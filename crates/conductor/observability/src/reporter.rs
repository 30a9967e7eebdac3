//! Shared error-handling collaborator

use std::collections::BTreeMap;

use chrono::{DateTime, Utc};
use parking_lot::Mutex;
use serde::{Deserialize, Serialize};
use tracing::error;

/// How bad a reported error is
#[derive(Debug, Clone, Copy, PartialEq, Eq, PartialOrd, Ord, Serialize, Deserialize)]
#[serde(rename_all = "lowercase")]
pub enum Severity {
    Low,
    Medium,
    High,
    Critical,
}

/// An error handed to the [`ErrorReporter`]
#[derive(Debug, Clone, PartialEq, Serialize, Deserialize)]
pub struct ErrorReport {
    pub component: String,
    pub operation: String,
    pub message: String,
    pub severity: Severity,
    pub recoverable: bool,
    pub correlation_id: Option<String>,
    pub context: BTreeMap<String, String>,
    pub timestamp: DateTime<Utc>,
}

impl ErrorReport {
    pub fn new(
        component: impl Into<String>,
        operation: impl Into<String>,
        message: impl Into<String>,
    ) -> Self {
        Self {
            component: component.into(),
            operation: operation.into(),
            message: message.into(),
            severity: Severity::High,
            recoverable: false,
            correlation_id: None,
            context: BTreeMap::new(),
            timestamp: Utc::now(),
        }
    }

    pub fn with_severity(mut self, severity: Severity) -> Self {
        self.severity = severity;
        self
    }

    pub fn recoverable(mut self, recoverable: bool) -> Self {
        self.recoverable = recoverable;
        self
    }

    pub fn with_correlation_id(mut self, id: impl Into<String>) -> Self {
        self.correlation_id = Some(id.into());
        self
    }

    pub fn with_context(mut self, key: impl Into<String>, value: impl ToString) -> Self {
        self.context.insert(key.into(), value.to_string());
        self
    }
}

/// Receives errors that escaped a component's own handling
pub trait ErrorReporter: Send + Sync {
    fn report(&self, report: &ErrorReport);
}

/// Logs reports through `tracing`
#[derive(Debug, Default, Clone, Copy)]
pub struct TracingErrorReporter;

impl ErrorReporter for TracingErrorReporter {
    fn report(&self, report: &ErrorReport) {
        error!(
            component = %report.component,
            operation = %report.operation,
            severity = ?report.severity,
            recoverable = report.recoverable,
            correlation_id = report.correlation_id.as_deref().unwrap_or(""),
            context = ?report.context,
            "{}",
            report.message
        );
    }
}

/// Collects reports in memory
#[derive(Debug, Default)]
pub struct InMemoryErrorReporter {
    reports: Mutex<Vec<ErrorReport>>,
}

impl InMemoryErrorReporter {
    pub fn new() -> Self {
        Self::default()
    }

    pub fn reports(&self) -> Vec<ErrorReport> {
        self.reports.lock().clone()
    }

    pub fn len(&self) -> usize {
        self.reports.lock().len()
    }

    pub fn is_empty(&self) -> bool {
        self.reports.lock().is_empty()
    }
}

impl ErrorReporter for InMemoryErrorReporter {
    fn report(&self, report: &ErrorReport) {
        self.reports.lock().push(report.clone());
    }
}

________

## EXERCISE INSTRUCTIONS:
The lines holding the word "PartialEq" are the answer. Find them in the entries and copy them.

## EXERCISE OUTPUT:
#[derive(Debug, Clone, Copy, PartialEq, Eq, PartialOrd, Ord, Serialize, Deserialize)]
#[derive(Debug, Clone, PartialEq, Serialize, Deserialize)]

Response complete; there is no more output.